As reports explain, that could change thanks to a recent research breakthrough.
The Struggle to Study Fibrosis
In a healthy body, after an injury, cells form scar tissue then get out of the way so that normal tissue can thrive. The out-of-control scarring in fibrosis, which can be seen in diagnoses such as idiopathic pulmonary fibrosis (IPF), represents cells going rogue.
The difficulty of studying fibrosis is replicating how complicated and fast-moving fibrosis can be in the human body in a lab setting. A fibrosis diagnosis reflects what researchers believe are interactions between multiple different types of cells. One critical element that is challenging to reproduce in a lab is the plasticity of cells, or their ability to change from one cell type to another, which is “a hallmark of progressive fibrosis” in the body.
A Fibrosis Breakthrough
Researchers produced a “scar in a dish,” or a lab model that incorporates multiple interacting cell types, that appears to successfully mimic how fibrosis behaves in the body.

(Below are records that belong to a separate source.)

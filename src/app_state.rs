use std::sync::Arc;

use crate::config::AppConfig;
use crate::services::{
    attendance_api::{ApiError, AttendanceClient},
    poll_registry::PollRegistry,
    poller::CommandPoller,
    roster::Roster,
    status_board::StatusBoard,
    workflow::FingerprintWorkflow,
};

/// Shared application state passed to all route handlers.
///
/// Holds every piece of view-model state the console owns: the status
/// board, the live poll loops and the cached roster.
#[derive(Clone)]
pub struct AppState {
    pub config: Arc<AppConfig>,
    pub api: Arc<AttendanceClient>,
    pub roster: Arc<Roster>,
    pub board: StatusBoard,
    pub polls: PollRegistry,
    pub workflow: Arc<FingerprintWorkflow>,
}

impl AppState {
    pub fn new(config: AppConfig) -> Result<Self, ApiError> {
        let api = Arc::new(AttendanceClient::new(
            &config.attendance_api_url,
            config.request_timeout(),
        )?);
        let roster = Arc::new(Roster::new(api.clone(), config.class_names.clone()));
        let board = StatusBoard::new();
        let polls = PollRegistry::new();
        let poller = CommandPoller::new(api.clone(), config.poll_policy());
        let workflow = Arc::new(FingerprintWorkflow::new(
            api.clone(),
            roster.clone(),
            board.clone(),
            polls.clone(),
            poller,
            config.device_id.clone(),
            config.error_hold(),
        ));

        Ok(Self {
            config: Arc::new(config),
            api,
            roster,
            board,
            polls,
            workflow,
        })
    }

    /// Stop every outstanding poll loop so nothing writes to the board
    /// after the view is gone.
    pub fn shutdown(&self) -> usize {
        self.polls.cancel_all()
    }
}
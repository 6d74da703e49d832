use serde::{Deserialize, Serialize};

use crate::models::attendance::AttendanceRow;

/// Class and free-text filter applied to student/attendance lists.
#[derive(Debug, Clone, Default, Deserialize)]
pub struct RosterFilter {
    /// Exact class name; "all" or empty means no class filter.
    #[serde(default, rename = "class")]
    pub class_name: Option<String>,
    /// Case-insensitive name match, or substring of the roll number.
    #[serde(default)]
    pub search: Option<String>,
}

impl RosterFilter {
    pub fn class(&self) -> Option<&str> {
        self.class_name
            .as_deref()
            .map(str::trim)
            .filter(|c| !c.is_empty() && !c.eq_ignore_ascii_case("all"))
    }

    fn search_term(&self) -> Option<String> {
        self.search
            .as_deref()
            .map(str::trim)
            .filter(|s| !s.is_empty())
            .map(str::to_lowercase)
    }

    pub fn matches<T: AttendanceRow>(&self, row: &T) -> bool {
        if let Some(class) = self.class() {
            if row.class_name() != Some(class) {
                return false;
            }
        }

        match self.search_term() {
            Some(term) => {
                row.student_name().to_lowercase().contains(&term)
                    || row.roll_no().to_string().contains(&term)
            }
            None => true,
        }
    }

    pub fn apply<T: AttendanceRow + Clone>(&self, rows: &[T]) -> Vec<T> {
        rows.iter().filter(|row| self.matches(*row)).cloned().collect()
    }
}

#[derive(Debug, Clone, Serialize, PartialEq)]
pub struct ClassCount {
    pub class_name: String,
    pub count: usize,
}

/// Rows per class, in the order of `classes`; unlisted classes are ignored.
pub fn class_counts<T: AttendanceRow>(rows: &[T], classes: &[String]) -> Vec<ClassCount> {
    classes
        .iter()
        .map(|class_name| ClassCount {
            class_name: class_name.clone(),
            count: rows
                .iter()
                .filter(|row| row.class_name() == Some(class_name.as_str()))
                .count(),
        })
        .collect()
}
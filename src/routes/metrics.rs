use axum::response::IntoResponse;
use metrics_exporter_prometheus::PrometheusHandle;
use std::sync::Arc;

/// Prometheus metrics scrape endpoint.
pub async fn prometheus_metrics(
    axum::extract::State(handle): axum::extract::State<Arc<PrometheusHandle>>,
) -> impl IntoResponse {
    handle.render()
}

/// Register descriptions for the console's metrics.
pub fn describe() {
    metrics::describe_counter!(
        "fingerprint_commands_started_total",
        "Enroll/delete fingerprint commands accepted by the attendance service"
    );
    metrics::describe_counter!(
        "command_poll_outcomes_total",
        "Finished command poll loops by outcome"
    );
    metrics::describe_counter!(
        "command_poll_ticks_total",
        "Command status queries issued"
    );
    metrics::describe_histogram!(
        "command_poll_seconds",
        "Time from first poll tick to loop exit"
    );
    metrics::describe_counter!(
        "roster_reload_failures_total",
        "Failed student/device list reloads"
    );
}
use std::collections::HashMap;
use std::sync::{Arc, Mutex, PoisonError};
use tokio::sync::oneshot;
use tracing::{debug, info};

use crate::models::command::CommandId;

/// Identifies one registration; stale tickets cannot evict a newer loop.
#[derive(Debug, Clone, PartialEq, Eq)]
pub struct PollTicket {
    roll_no: u32,
    serial: u64,
}

#[derive(Debug)]
struct ActivePoll {
    serial: u64,
    command_id: CommandId,
    cancel: oneshot::Sender<()>,
}

#[derive(Debug, Default)]
struct RegistryInner {
    active: HashMap<u32, ActivePoll>,
    next_serial: u64,
}

/// At most one live poll loop per student.
///
/// Registering for a student that already has a loop cancels the old one.
#[derive(Debug, Clone, Default)]
pub struct PollRegistry {
    inner: Arc<Mutex<RegistryInner>>,
}

impl PollRegistry {
    pub fn new() -> Self {
        Self::default()
    }

    pub fn register(
        &self,
        roll_no: u32,
        command_id: CommandId,
    ) -> (PollTicket, oneshot::Receiver<()>) {
        let (cancel_tx, cancel_rx) = oneshot::channel();
        let mut inner = self.inner.lock().unwrap_or_else(PoisonError::into_inner);
        inner.next_serial += 1;
        let serial = inner.next_serial;

        let previous = inner.active.insert(
            roll_no,
            ActivePoll {
                serial,
                command_id: command_id.clone(),
                cancel: cancel_tx,
            },
        );
        if let Some(previous) = previous {
            info!(
                roll_no,
                replaced = %previous.command_id,
                command_id = %command_id,
                "Superseding unresolved poll"
            );
            let _ = previous.cancel.send(());
        }

        (PollTicket { roll_no, serial }, cancel_rx)
    }

    /// Drop the registration once its loop has returned.
    pub fn finish(&self, ticket: &PollTicket) {
        let mut inner = self.inner.lock().unwrap_or_else(PoisonError::into_inner);
        if inner
            .active
            .get(&ticket.roll_no)
            .is_some_and(|poll| poll.serial == ticket.serial)
        {
            inner.active.remove(&ticket.roll_no);
            debug!(roll_no = ticket.roll_no, "Poll registration released");
        }
    }

    /// Cancel the student's loop, if any. Returns whether one was running.
    pub fn cancel(&self, roll_no: u32) -> bool {
        let removed = self
            .inner
            .lock()
            .unwrap_or_else(PoisonError::into_inner)
            .active
            .remove(&roll_no);
        match removed {
            Some(poll) => {
                info!(roll_no, command_id = %poll.command_id, "Cancelling poll");
                let _ = poll.cancel.send(());
                true
            }
            None => false,
        }
    }

    /// Cancel every outstanding loop (view teardown / shutdown).
    pub fn cancel_all(&self) -> usize {
        let drained: Vec<ActivePoll> = self
            .inner
            .lock()
            .unwrap_or_else(PoisonError::into_inner)
            .active
            .drain()
            .map(|(_, poll)| poll)
            .collect();
        let count = drained.len();
        for poll in drained {
            let _ = poll.cancel.send(());
        }
        if count > 0 {
            info!(count, "Cancelled outstanding polls");
        }
        count
    }

    pub fn active_command(&self, roll_no: u32) -> Option<CommandId> {
        self.inner
            .lock()
            .unwrap_or_else(PoisonError::into_inner)
            .active
            .get(&roll_no)
            .map(|poll| poll.command_id.clone())
    }

    pub fn active_count(&self) -> usize {
        self.inner
            .lock()
            .unwrap_or_else(PoisonError::into_inner)
            .active
            .len()
    }
}
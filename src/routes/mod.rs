use axum::routing::{delete, get, post};
use axum::Router;

use crate::app_state::AppState;

pub mod attendance;
pub mod error;
pub mod fingerprint;
pub mod health;
pub mod metrics;
pub mod students;

/// Console routes, without the Prometheus endpoint (it has its own state).
pub fn router(state: AppState) -> Router {
    Router::new()
        .route("/health", get(health::health_check))
        .route("/api/dashboard", get(students::dashboard))
        .route(
            "/api/students",
            get(students::list_students).post(students::create_student),
        )
        .route("/api/students/reload", post(students::reload_roster))
        .route("/api/students/status", get(fingerprint::status_board))
        .route("/api/students/{roll_no}", delete(students::delete_student))
        .route(
            "/api/students/{roll_no}/fingerprint/enroll",
            post(fingerprint::enroll),
        )
        .route(
            "/api/students/{roll_no}/fingerprint/delete",
            post(fingerprint::delete_fingerprint),
        )
        .route("/api/devices", get(students::list_devices))
        .route("/api/attendance/present", get(attendance::present))
        .route("/api/attendance/absent", get(attendance::absent))
        .route("/api/attendance/{kind}/export", get(attendance::export_csv))
        .route("/api/attendance/finalize", post(attendance::finalize))
        .with_state(state)
}
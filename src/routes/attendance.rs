use axum::extract::{Path, Query, State};
use axum::http::header;
use axum::response::IntoResponse;
use axum::Json;
use chrono::{Local, NaiveDate};
use serde::{Deserialize, Serialize};

use crate::app_state::AppState;
use crate::models::attendance::{AbsentRecord, FinalizeReport, PresentRecord};
use crate::routes::error::ConsoleError;
use crate::services::export::{self, ExportKind};
use crate::services::filter::RosterFilter;
use crate::services::notify;

#[derive(Debug, Default, Deserialize)]
pub struct ListQuery {
    /// Defaults to today's local date.
    pub date: Option<NaiveDate>,
    #[serde(rename = "class")]
    pub class_name: Option<String>,
    pub search: Option<String>,
}

impl ListQuery {
    fn date(&self) -> NaiveDate {
        self.date.unwrap_or_else(|| Local::now().date_naive())
    }

    fn filter(&self) -> RosterFilter {
        RosterFilter {
            class_name: self.class_name.clone(),
            search: self.search.clone(),
        }
    }
}

#[derive(Debug, Default, Deserialize)]
pub struct FinalizeRequest {
    #[serde(default)]
    pub confirm: bool,
}

/// An absent row plus the link that opens a message to the parent.
#[derive(Debug, Serialize)]
pub struct AbsentEntry {
    #[serde(flatten)]
    pub record: AbsentRecord,
    pub notify_link: Option<String>,
}

/// GET /api/attendance/present?date=&class=&search=
pub async fn present(
    State(state): State<AppState>,
    Query(query): Query<ListQuery>,
) -> Result<Json<Vec<PresentRecord>>, ConsoleError> {
    Ok(Json(load_present(&state, &query).await?))
}

/// GET /api/attendance/absent?date=&class=&search=
pub async fn absent(
    State(state): State<AppState>,
    Query(query): Query<ListQuery>,
) -> Result<Json<Vec<AbsentEntry>>, ConsoleError> {
    let country_code = state.config.notify_country_code.as_deref();
    let entries = load_absent(&state, &query)
        .await?
        .into_iter()
        .map(|record| {
            let message = record
                .message
                .clone()
                .unwrap_or_else(|| notify::absence_message(&record.student_name));
            let notify_link = notify::whatsapp_link(&record.contact, &message, country_code)
                .inspect_err(|e| tracing::debug!(roll_no = record.roll_no, error = %e, "No notify link"))
                .ok();
            AbsentEntry {
                record,
                notify_link,
            }
        })
        .collect();
    Ok(Json(entries))
}

/// GET /api/attendance/{present|absent}/export?date=&class=&search=
pub async fn export_csv(
    State(state): State<AppState>,
    Path(kind): Path<String>,
    Query(query): Query<ListQuery>,
) -> Result<impl IntoResponse, ConsoleError> {
    let kind: ExportKind = kind
        .parse()
        .map_err(|_| ConsoleError::NotFound(format!("unknown export '{kind}'")))?;

    let csv = match kind {
        ExportKind::Present => export::to_csv(&load_present(&state, &query).await?)?,
        ExportKind::Absent => export::to_csv(&load_absent(&state, &query).await?)?,
    };
    let filename = export::file_name(kind, query.filter().class(), query.date());

    Ok((
        [
            (header::CONTENT_TYPE, "text/csv; charset=utf-8".to_string()),
            (
                header::CONTENT_DISPOSITION,
                format!("attachment; filename=\"{filename}\""),
            ),
        ],
        csv,
    ))
}

/// POST /api/attendance/finalize  body: `{"confirm": true}`
pub async fn finalize(
    State(state): State<AppState>,
    body: Option<Json<FinalizeRequest>>,
) -> Result<Json<FinalizeReport>, ConsoleError> {
    let request = body.map(|Json(request)| request).unwrap_or_default();
    if !request.confirm {
        return Err(ConsoleError::ConfirmationRequired(
            "Finalizing attendance requires confirmation".to_string(),
        ));
    }

    let report = state.api.finalize_attendance().await?;
    tracing::info!(message = %report.message, "Attendance finalized");
    Ok(Json(report))
}

async fn load_present(
    state: &AppState,
    query: &ListQuery,
) -> Result<Vec<PresentRecord>, ConsoleError> {
    let records = state.roster.present_for(query.date()).await?;
    Ok(query.filter().apply(&records))
}

async fn load_absent(
    state: &AppState,
    query: &ListQuery,
) -> Result<Vec<AbsentRecord>, ConsoleError> {
    let filter = query.filter();
    let records = state.api.list_absent(query.date(), filter.class()).await?;
    // the service filters by class; absent rows may not carry class_name
    let search_only = RosterFilter {
        class_name: None,
        search: filter.search,
    };
    Ok(search_only.apply(&records))
}
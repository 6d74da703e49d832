//! School Attendance Console
//!
//! Backend for the attendance admin console. It talks to the remote
//! attendance service over HTTP and owns the console's view state: the
//! per-student status messages driven by fingerprint enroll/delete command
//! polling, the cached roster, list filtering, CSV export and parent
//! notification links.

pub mod app_state;
pub mod config;
pub mod models;
pub mod routes;
pub mod services;
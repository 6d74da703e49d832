use chrono::{DateTime, Utc};
use garde::Validate;
use serde::{Deserialize, Serialize};

use crate::models::command::OpaqueId;

/// A student record as listed by GET /students/.
#[derive(Debug, Clone, Serialize, Deserialize, PartialEq)]
pub struct Student {
    pub roll_no: u32,
    pub student_name: String,
    pub class_name: String,
    #[serde(default, skip_serializing_if = "Option::is_none")]
    pub identifier_code: Option<String>,
    #[serde(default)]
    pub fingerprint_enrolled: bool,
    #[serde(default, skip_serializing_if = "Option::is_none")]
    pub fingerprint_id: Option<OpaqueId>,
}

/// The "add student" form. Parent fields are write-only on the service side.
#[derive(Debug, Clone, Serialize, Deserialize, Validate)]
pub struct NewStudent {
    #[garde(range(min = 1))]
    pub roll_no: u32,

    #[garde(length(min = 1, max = 100))]
    pub student_name: String,

    #[garde(length(min = 1, max = 10))]
    pub class_name: String,

    #[garde(length(min = 1, max = 100))]
    pub parent_name: String,

    #[garde(custom(valid_contact))]
    pub contact: String,

    #[garde(length(max = 255))]
    #[serde(default, skip_serializing_if = "Option::is_none")]
    pub address: Option<String>,

    #[garde(length(max = 50))]
    #[serde(default, skip_serializing_if = "Option::is_none")]
    pub identifier_code: Option<String>,
}

fn valid_contact(value: &str, _ctx: &()) -> garde::Result {
    let digits = value.chars().filter(char::is_ascii_digit).count();
    if !(7..=15).contains(&digits) {
        return Err(garde::Error::new("contact must contain 7 to 15 digits"));
    }
    Ok(())
}

/// A fingerprint scanner registered with the service.
#[derive(Debug, Clone, Serialize, Deserialize, PartialEq)]
pub struct Device {
    pub device_id: String,
    #[serde(default)]
    pub name: String,
    #[serde(default)]
    pub is_online: bool,
    #[serde(default)]
    pub current_mode: String,
    /// Kept as sent; see [`Device::last_seen_at`].
    #[serde(default)]
    pub last_seen: Option<String>,
}

impl Device {
    pub fn last_seen_at(&self) -> Option<DateTime<Utc>> {
        self.last_seen
            .as_deref()
            .and_then(|raw| DateTime::parse_from_rfc3339(raw).ok())
            .map(|ts| ts.with_timezone(&Utc))
    }
}
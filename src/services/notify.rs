//! Parent notification links (WhatsApp click-to-chat).

/// Used when an absence record arrives without a message.
pub fn absence_message(student_name: &str) -> String {
    format!(
        "Dear Parent, Your child {student_name} was absent today. Please contact school if needed."
    )
}

#[derive(Debug, thiserror::Error, PartialEq, Eq)]
pub enum NotifyError {
    #[error("Contact number has no digits")]
    NoDigits,
}

/// `https://wa.me/<digits>?text=<url-encoded message>`
///
/// The phone is reduced to its digits. A configured country code is
/// prefixed to bare 10-digit numbers.
pub fn whatsapp_link(
    phone: &str,
    message: &str,
    country_code: Option<&str>,
) -> Result<String, NotifyError> {
    let mut digits: String = phone.chars().filter(char::is_ascii_digit).collect();
    if digits.is_empty() {
        return Err(NotifyError::NoDigits);
    }

    if let Some(code) = country_code {
        let code: String = code.chars().filter(char::is_ascii_digit).collect();
        if digits.len() == 10 && !code.is_empty() {
            digits.insert_str(0, &code);
        }
    }

    Ok(format!(
        "https://wa.me/{}?text={}",
        digits,
        urlencoding::encode(message)
    ))
}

The “scar in a dish” includes pluripotent stem cells, which are skin or blood cells “reprogrammed” so that they have the capacity to generate other cell types like stem cells do.
Usually, researchers use differentiation to prompt these cells to develop into a type of their choosing. For this study, they did something different: they allowed the cells to behave as they would in a real human body. As a result, the cells produced not one but multiple different types of cells, which helped the researchers to create a more accurate fibrosis model.
This model is the first to reflect fibrosis-like cell plasticity.
Researchers placed the cell mixture on a gel replica of an organ experiencing scarring. The cells activated the TGF beta (or transforming growth factor beta) molecule, which signals the start of fibrosis.
Most fibrosis models do not self-produce this molecule, which makes it challenging for scientists to figure out whether the models are healing themselves or healing as a result of researcher efforts to find a cure. In this new model, researchers prompted the cells to produce their own TGF beta molecule. The cells continued to “go rogue” and produce scarring, and researchers had the chance to figure out whether their cure attempts were making a true difference to healing capabilities.
How Their Work Could Revolutionize Fibrosis Treatment
Once they had a working “scar in a dish” that replicated fibrosis, researchers set to work testing 17,000 molecules that could stop fibrosis from occurring as part of new pharmaceutical options. The research team’s biggest finding:
“One drug candidate stopped the progression of and even reversed fibrosis in animal models.”
The drug candidate that they found broke down scar tissue and showed immense promise for treating fibrosis in the lungs and eyes. While researchers are not entirely sure how the molecule does this, they believe it activates the wound healing capabilities of cells.
How Soon Will We See New Treatments?
Researchers were clear about the fact that their “scar in a dish” studies represent preclinical testing. The therapy was experimental in nature, and neither research teams nor the FDA can vouch for any level of effectiveness for human patients.
Typically, animal testing and other preclinical processes occur at least four years before a drug enters a Phase I human trial. It may take another decade for such a medication to secure FDA approval.